Injustice - Developers Among Us (SciFiDevCon 2024)
Injustice - Developers Among Us (SciFiDevCon 2024)Injustice - Developers Among Us (SciFiDevCon 2024)
Injustice - Developers Among Us (SciFiDevCon 2024)
 
[2024]Digital Global Overview Report 2024 Meltwater.pdf
[2024]Digital Global Overview Report 2024 Meltwater.pdf[2024]Digital Global Overview Report 2024 Meltwater.pdf
[2024]Digital Global Overview Report 2024 Meltwater.pdf
 
A Domino Admins Adventures (Engage 2024)
A Domino Admins Adventures (Engage 2024)A Domino Admins Adventures (Engage 2024)
A Domino Admins Adventures (Engage 2024)
 
GenCyber Cyber Security Day Presentation
GenCyber Cyber Security Day PresentationGenCyber Cyber Security Day Presentation
GenCyber Cyber Security Day Presentation
 
From Event to Action: Accelerate Your Decision Making with Real-Time Automation
From Event to Action: Accelerate Your Decision Making with Real-Time AutomationFrom Event to Action: Accelerate Your Decision Making with Real-Time Automation
From Event to Action: Accelerate Your Decision Making with Real-Time Automation
 
TrustArc Webinar - Stay Ahead of US State Data Privacy Law Developments
TrustArc Webinar - Stay Ahead of US State Data Privacy Law DevelopmentsTrustArc Webinar - Stay Ahead of US State Data Privacy Law Developments
TrustArc Webinar - Stay Ahead of US State Data Privacy Law Developments
 
08448380779 Call Girls In Civil Lines Women Seeking Men
08448380779 Call Girls In Civil Lines Women Seeking Men08448380779 Call Girls In Civil Lines Women Seeking Men
08448380779 Call Girls In Civil Lines Women Seeking Men
 
Raspberry Pi 5: Challenges and Solutions in Bringing up an OpenGL/Vulkan Driv...
Raspberry Pi 5: Challenges and Solutions in Bringing up an OpenGL/Vulkan Driv...Raspberry Pi 5: Challenges and Solutions in Bringing up an OpenGL/Vulkan Driv...
Raspberry Pi 5: Challenges and Solutions in Bringing up an OpenGL/Vulkan Driv...
 
Scaling API-first – The story of a global engineering organization
Scaling API-first – The story of a global engineering organizationScaling API-first – The story of a global engineering organization
Scaling API-first – The story of a global engineering organization
 

Interactive and Context-Aware Tag Spell Check and Correction

  • 1. Interactive and Context-Aware Tag Spell Check and Correction F. Bonchi, Yahoo!
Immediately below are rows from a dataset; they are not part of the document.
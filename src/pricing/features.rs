//! Vehicle feature schema.
//!
//! Field domains mirror the fitted training data exactly; serde rejects any
//! categorical value outside them while the request is still being decoded.

use serde::{Deserialize, Serialize};

/// Vehicle makes the pricing model was fitted on.
#[derive(Debug, Clone, Copy, PartialEq, Eq, Hash, Serialize, Deserialize)]
pub enum CarMake {
    #[serde(rename = "Citroën")]
    Citroen,
    Peugeot,
    #[serde(rename = "PGO")]
    Pgo,
    Renault,
    Audi,
    #[serde(rename = "BMW")]
    Bmw,
    Ford,
    Mercedes,
    Opel,
    Porsche,
    Volkswagen,
    #[serde(rename = "KIA Motors")]
    KiaMotors,
    #[serde(rename = "Alfa Romeo")]
    AlfaRomeo,
    Ferrari,
    Fiat,
    Lamborghini,
    Maserati,
    Lexus,
    Honda,
    Mazda,
    Mini,
    Mitsubishi,
    Nissan,
    #[serde(rename = "SEAT")]
    Seat,
    Subaru,
    Suzuki,
    Toyota,
    Yamaha,
}

impl CarMake {
    pub fn as_str(&self) -> &str {
        match self {
            CarMake::Citroen => "Citroën",
            CarMake::Peugeot => "Peugeot",
            CarMake::Pgo => "PGO",
            CarMake::Renault => "Renault",
            CarMake::Audi => "Audi",
            CarMake::Bmw => "BMW",
            CarMake::Ford => "Ford",
            CarMake::Mercedes => "Mercedes",
            CarMake::Opel => "Opel",
            CarMake::Porsche => "Porsche",
            CarMake::Volkswagen => "Volkswagen",
            CarMake::KiaMotors => "KIA Motors",
            CarMake::AlfaRomeo => "Alfa Romeo",
            CarMake::Ferrari => "Ferrari",
            CarMake::Fiat => "Fiat",
            CarMake::Lamborghini => "Lamborghini",
            CarMake::Maserati => "Maserati",
            CarMake::Lexus => "Lexus",
            CarMake::Honda => "Honda",
            CarMake::Mazda => "Mazda",
            CarMake::Mini => "Mini",
            CarMake::Mitsubishi => "Mitsubishi",
            CarMake::Nissan => "Nissan",
            CarMake::Seat => "SEAT",
            CarMake::Subaru => "Subaru",
            CarMake::Suzuki => "Suzuki",
            CarMake::Toyota => "Toyota",
            CarMake::Yamaha => "Yamaha",
        }
    }
}

#[derive(Debug, Clone, Copy, PartialEq, Eq, Hash, Serialize, Deserialize)]
#[serde(rename_all = "snake_case")]
pub enum FuelType {
    Diesel,
    Petrol,
    HybridPetrol,
    Electro,
}

impl FuelType {
    pub fn as_str(&self) -> &str {
        match self {
            FuelType::Diesel => "diesel",
            FuelType::Petrol => "petrol",
            FuelType::HybridPetrol => "hybrid_petrol",
            FuelType::Electro => "electro",
        }
    }
}

#[derive(Debug, Clone, Copy, PartialEq, Eq, Hash, Serialize, Deserialize)]
#[serde(rename_all = "snake_case")]
pub enum PaintColor {
    Black,
    Grey,
    White,
    Red,
    Silver,
    Blue,
    Orange,
    Beige,
    Brown,
    Green,
}

impl PaintColor {
    pub fn as_str(&self) -> &str {
        match self {
            PaintColor::Black => "black",
            PaintColor::Grey => "grey",
            PaintColor::White => "white",
            PaintColor::Red => "red",
            PaintColor::Silver => "silver",
            PaintColor::Blue => "blue",
            PaintColor::Orange => "orange",
            PaintColor::Beige => "beige",
            PaintColor::Brown => "brown",
            PaintColor::Green => "green",
        }
    }
}

#[derive(Debug, Clone, Copy, PartialEq, Eq, Hash, Serialize, Deserialize)]
#[serde(rename_all = "snake_case")]
pub enum CarType {
    Convertible,
    Coupe,
    Estate,
    Hatchback,
    Sedan,
    Subcompact,
    Suv,
    Van,
}

impl CarType {
    pub fn as_str(&self) -> &str {
        match self {
            CarType::Convertible => "convertible",
            CarType::Coupe => "coupe",
            CarType::Estate => "estate",
            CarType::Hatchback => "hatchback",
            CarType::Sedan => "sedan",
            CarType::Subcompact => "subcompact",
            CarType::Suv => "suv",
            CarType::Van => "van",
        }
    }
}

/// One vehicle to price.
#[derive(Debug, Clone, Serialize, Deserialize)]
pub struct CarFeatures {
    pub model_key: CarMake,
    pub mileage: f64,
    pub engine_power: f64,
    pub fuel: FuelType,
    pub paint_color: PaintColor,
    pub car_type: CarType,
    pub private_parking_available: bool,
    pub has_gps: bool,
    pub has_air_conditioning: bool,
    pub automatic_car: bool,
    pub has_getaround_connect: bool,
    pub has_speed_regulator: bool,
    pub winter_tires: bool,
}

#[cfg(test)]
mod tests {
    use super::*;

    fn sample_json() -> &'static str {
        r#"{
            "model_key": "Citroën",
            "mileage": 140000,
            "engine_power": 100,
            "fuel": "diesel",
            "paint_color": "black",
            "car_type": "sedan",
            "private_parking_available": true,
            "has_gps": true,
            "has_air_conditioning": false,
            "automatic_car": false,
            "has_getaround_connect": true,
            "has_speed_regulator": false,
            "winter_tires": true
        }"#
    }

    #[test]
    fn test_deserialize_valid_car() {
        let car: CarFeatures = serde_json::from_str(sample_json()).unwrap();
        assert_eq!(car.model_key, CarMake::Citroen);
        assert_eq!(car.fuel, FuelType::Diesel);
        assert_eq!(car.mileage, 140000.0);
    }

    #[test]
    fn test_unknown_category_rejected() {
        let json = sample_json().replace("diesel", "kerosene");
        assert!(serde_json::from_str::<CarFeatures>(&json).is_err());

        let json = sample_json().replace("Citroën", "Tesla");
        assert!(serde_json::from_str::<CarFeatures>(&json).is_err());
    }

    #[test]
    fn test_brand_spellings_round_trip() {
        for (make, spelling) in [
            (CarMake::KiaMotors, "\"KIA Motors\""),
            (CarMake::AlfaRomeo, "\"Alfa Romeo\""),
            (CarMake::Pgo, "\"PGO\""),
            (CarMake::Seat, "\"SEAT\""),
        ] {
            assert_eq!(serde_json::to_string(&make).unwrap(), spelling);
            let parsed: CarMake = serde_json::from_str(spelling).unwrap();
            assert_eq!(parsed, make);
        }
    }
}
Research Barcelona O. Frieder, Georgetown University, Washington DC, US F. M. Nardini, F. Silvestri, H. Vahabi, ISTI – CNR, Pisa, Italy
  • 3. Data Model: Weighteg Tag Co-occurrence Graph Consider the Neighborhoods of a tag’s contexts. Tags in these neighborhoods are ranked according to a measure function.
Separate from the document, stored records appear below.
//! Ingestion boundary.
//!
//! The engine itself never touches the filesystem; this module is the one
//! place that does. It reads the upstream rental export (a JSON array using
//! the operator's column names), translates it into the analysis schema, and
//! materializes the immutable `DatasetSnapshot` every query runs against.
//! Re-using one snapshot across requests is the caller's caching strategy;
//! the engine recomputes nothing behind its back.

use crate::engine::{link, AffectedPair};
use crate::models::{Channel, RentalOutcome, RentalRecord};
use anyhow::{Context, Result};
use serde::Deserialize;
use std::path::Path;
use tracing::info;

/// One row of the upstream export, under its original column names.
#[derive(Debug, Deserialize)]
struct RawRentalRow {
    rental_id: u64,
    checkin_type: Channel,
    delay_at_checkout_in_minutes: Option<f64>,
    previous_ended_rental_id: Option<u64>,
    time_delta_with_previous_rental_in_minutes: Option<f64>,
    state: RentalOutcome,
}

impl From<RawRentalRow> for RentalRecord {
    fn from(row: RawRentalRow) -> Self {
        RentalRecord {
            id: row.rental_id,
            channel: row.checkin_type,
            delay_at_checkout: row.delay_at_checkout_in_minutes,
            previous_rental_id: row.previous_ended_rental_id,
            time_since_previous: row.time_delta_with_previous_rental_in_minutes,
            outcome: row.state,
        }
    }
}

/// An immutable view of the rental log with its pair table built once.
#[derive(Debug, Clone)]
pub struct DatasetSnapshot {
    records: Vec<RentalRecord>,
    pairs: Vec<AffectedPair>,
}

impl DatasetSnapshot {
    /// Build a snapshot from already-materialized records, running the
    /// linking pass (and its integrity checks) up front.
    pub fn from_records(records: Vec<RentalRecord>) -> Result<Self> {
        let pairs = link(&records).context("rental log failed integrity checks")?;
        Ok(Self { records, pairs })
    }

    pub fn records(&self) -> &[RentalRecord] {
        &self.records
    }

    pub fn pairs(&self) -> &[AffectedPair] {
        &self.pairs
    }

    pub fn total_rentals(&self) -> usize {
        self.records.len()
    }

    /// Canceled rentals within the affected set; the denominator of the
    /// friction-loss metric.
    pub fn canceled_affected(&self) -> usize {
        self.pairs
            .iter()
            .filter(|p| p.outcome == RentalOutcome::Canceled)
            .count()
    }
}

/// Load the upstream JSON export and materialize a snapshot.
pub fn load_snapshot(path: impl AsRef<Path>) -> Result<DatasetSnapshot> {
    let path = path.as_ref();
    let raw = std::fs::read_to_string(path)
        .with_context(|| format!("failed to read rental export {}", path.display()))?;

    let rows: Vec<RawRentalRow> = serde_json::from_str(&raw)
        .with_context(|| format!("failed to parse rental export {}", path.display()))?;

    let records: Vec<RentalRecord> = rows.into_iter().map(RentalRecord::from).collect();
    let snapshot = DatasetSnapshot::from_records(records)?;

    info!(
        path = %path.display(),
        rentals = snapshot.total_rentals(),
        affected = snapshot.pairs().len(),
        "📦 rental snapshot loaded"
    );

    Ok(snapshot)
}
  • 5. Experimental Settings • We assess the effectiveness and the efficiency of our spell check and correction technique. • We run our experiments on a dataset of tags obtained by a crawl of YouTube videos: – 568,458 distinct videos – 5,817,896 tags in total • After preprocessing the dataset by removing noisy tags (i.e., the ones having a low frequency) the dataset contains 4,357,971 tags, 434,156 of which are unique. • Human editors to assess a random subset of 250 set of tags associated with the video.
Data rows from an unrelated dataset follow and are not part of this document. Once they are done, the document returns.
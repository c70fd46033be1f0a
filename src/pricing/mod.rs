//! Car price prediction service.
//!
//! A separate subsystem from the delay analytics engine; the two share no
//! state. It applies a pre-fitted feature preprocessor and linear regressor
//! (shipped as a JSON artifact) to vehicle feature records. All categorical
//! validation happens at the request boundary: a value outside the fitted
//! domain never reaches the model.

pub mod features;
pub mod model;

pub use features::{CarFeatures, CarMake, CarType, FuelType, PaintColor};
pub use model::PriceModel;
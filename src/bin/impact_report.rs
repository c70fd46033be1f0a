//! Impact Report Tool
//!
//! CLI to run the delay-impact analytics offline against a rental export,
//! without standing up the HTTP service.
//!
//! Usage:
//!   cargo run --bin impact_report -- --rentals ./data/sample_rentals.json summary
//!   cargo run --bin impact_report -- curve --n-interval 7
//!   cargo run --bin impact_report -- impact --threshold 120 --scope connect
//!   cargo run --bin impact_report -- --json impact --threshold 120

use anyhow::{bail, Result};
use clap::{Parser, Subcommand};
use std::path::PathBuf;

use delaygate_backend::{engine, ingest, models::Channel};

/// Offline delay-impact reports over a rental export
#[derive(Parser, Debug)]
#[command(name = "impact_report")]
#[command(about = "Run delay-impact analytics against a rental export")]
struct Cli {
    /// Path to the rental export (JSON array of raw rows)
    #[arg(
        short,
        long,
        env = "RENTALS_PATH",
        default_value = "./data/sample_rentals.json"
    )]
    rentals: PathBuf,

    /// Emit machine-readable JSON instead of tables
    #[arg(long)]
    json: bool,

    #[command(subcommand)]
    command: Commands,
}

#[derive(Subcommand, Debug)]
enum Commands {
    /// Headline statistics for the snapshot
    Summary,

    /// Cancellation-rate curve by delay bucket and channel
    Curve {
        /// Number of equal-width buckets over the 12-hour delay domain
        #[arg(short, long, default_value = "7")]
        n_interval: u32,
    },

    /// Counterfactual impact of a minimum buffer threshold
    Impact {
        /// Buffer threshold in minutes
        #[arg(short, long)]
        threshold: f64,

        /// all, connect or mobile
        #[arg(short, long, default_value = "all")]
        scope: String,
    },
}

fn main() -> Result<()> {
    let cli = Cli::parse();
    let snapshot = ingest::load_snapshot(&cli.rentals)?;

    match cli.command {
        Commands::Summary => {
            let summary = engine::summarize(snapshot.records(), snapshot.pairs());
            if cli.json {
                println!("{}", serde_json::to_string_pretty(&summary)?);
            } else {
                println!("Rentals:             {}", summary.total_rentals);
                println!("Affected (linked):   {}", summary.affected_rentals);
                println!(
                    "Consecutive share:   {}",
                    fmt_opt(summary.consecutive_share_pct, "%")
                );
                println!(
                    "Avg checkout delay:  {}",
                    fmt_opt(summary.avg_checkout_delay_minutes, " min")
                );
                println!(
                    "Avg gap to previous: {}",
                    fmt_opt(summary.avg_gap_minutes, " min")
                );
            }
        }

        Commands::Curve { n_interval } => {
            let table = engine::aggregate(snapshot.pairs(), n_interval)?;

            let mut rows: Vec<_> = table.into_iter().collect();
            rows.sort_by(|((bucket_a, chan_a), _), ((bucket_b, chan_b), _)| {
                bucket_a
                    .cmp(bucket_b)
                    .then(chan_a.as_str().cmp(chan_b.as_str()))
            });

            if cli.json {
                let rows: Vec<_> = rows
                    .iter()
                    .map(|((bucket, channel), rate)| {
                        serde_json::json!({
                            "delay_upper_edge": bucket.upper_edge_minutes(n_interval),
                            "channel": channel,
                            "cancellation_rate": rate.cancellation_rate,
                            "sample_count": rate.sample_count,
                        })
                    })
                    .collect();
                println!("{}", serde_json::to_string_pretty(&rows)?);
            } else {
                println!("{:>12}  {:>8}  {:>12}  {:>8}", "delay <", "channel", "cancel rate", "samples");
                for ((bucket, channel), rate) in rows {
                    let edge = match bucket.upper_edge_minutes(n_interval) {
                        Some(edge) => format!("{edge:.0} min"),
                        None => "overflow".to_string(),
                    };
                    println!(
                        "{:>12}  {:>8}  {:>12.3}  {:>8}",
                        edge,
                        channel.as_str(),
                        rate.cancellation_rate,
                        rate.sample_count
                    );
                }
            }
        }

        Commands::Impact { threshold, scope } => {
            let scope = parse_scope(&scope)?;
            let counts = engine::simulate(snapshot.pairs(), threshold, scope)?;
            let revenue_loss_pct = counts.revenue_loss_pct(snapshot.total_rentals())?;
            let friction_loss_pct = counts.friction_loss_pct(snapshot.canceled_affected())?;

            if cli.json {
                println!(
                    "{}",
                    serde_json::to_string_pretty(&serde_json::json!({
                        "threshold": threshold,
                        "scope": scope.map(|c| c.as_str().to_string()),
                        "would_drop_completed": counts.would_drop_completed,
                        "would_drop_canceled": counts.would_drop_canceled,
                        "revenue_loss_pct": revenue_loss_pct,
                        "friction_loss_pct": friction_loss_pct,
                    }))?
                );
            } else {
                println!("Threshold:               {threshold:.0} min");
                println!(
                    "Scope:                   {}",
                    scope.map(|c| c.as_str().to_string()).unwrap_or_else(|| "all".to_string())
                );
                println!("Blocked completed trips: {}", counts.would_drop_completed);
                println!("Blocked canceled trips:  {}", counts.would_drop_canceled);
                println!("Revenue loss:            {revenue_loss_pct:.2}%");
                println!("Friction loss:           {friction_loss_pct:.2}");
            }
        }
    }

    Ok(())
}

fn parse_scope(scope: &str) -> Result<Option<Channel>> {
    match scope {
        "all" => Ok(None),
        "connect" => Ok(Some(Channel::Connect)),
        "mobile" => Ok(Some(Channel::Mobile)),
        other => bail!("unknown scope '{other}' (expected all, connect or mobile)"),
    }
}

fn fmt_opt(value: Option<f64>, unit: &str) -> String {
    match value {
        Some(v) => format!("{v:.1}{unit}"),
        None => "n/a".to_string(),
    }
}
  • 8. Conclusions • We introduced a model for context-aware, interactive, tag spell check and correction: – our described approach exploits this context together with the available co-occurrences • of tags in a set of resources to provide an interactive tag spell correction. • Experiments on a dataset of tags coming from YouTube videos show that our method is effective and outperforms two important baselines. • We also prove that the method is efficient as it is able to check and correct a tag in two milliseconds with a good trade-off in terms of average precision and average coverage. In our future investigation, we intend to increase the degree of interactivity of the system by enabling “as-you-type” tag spell check and correction.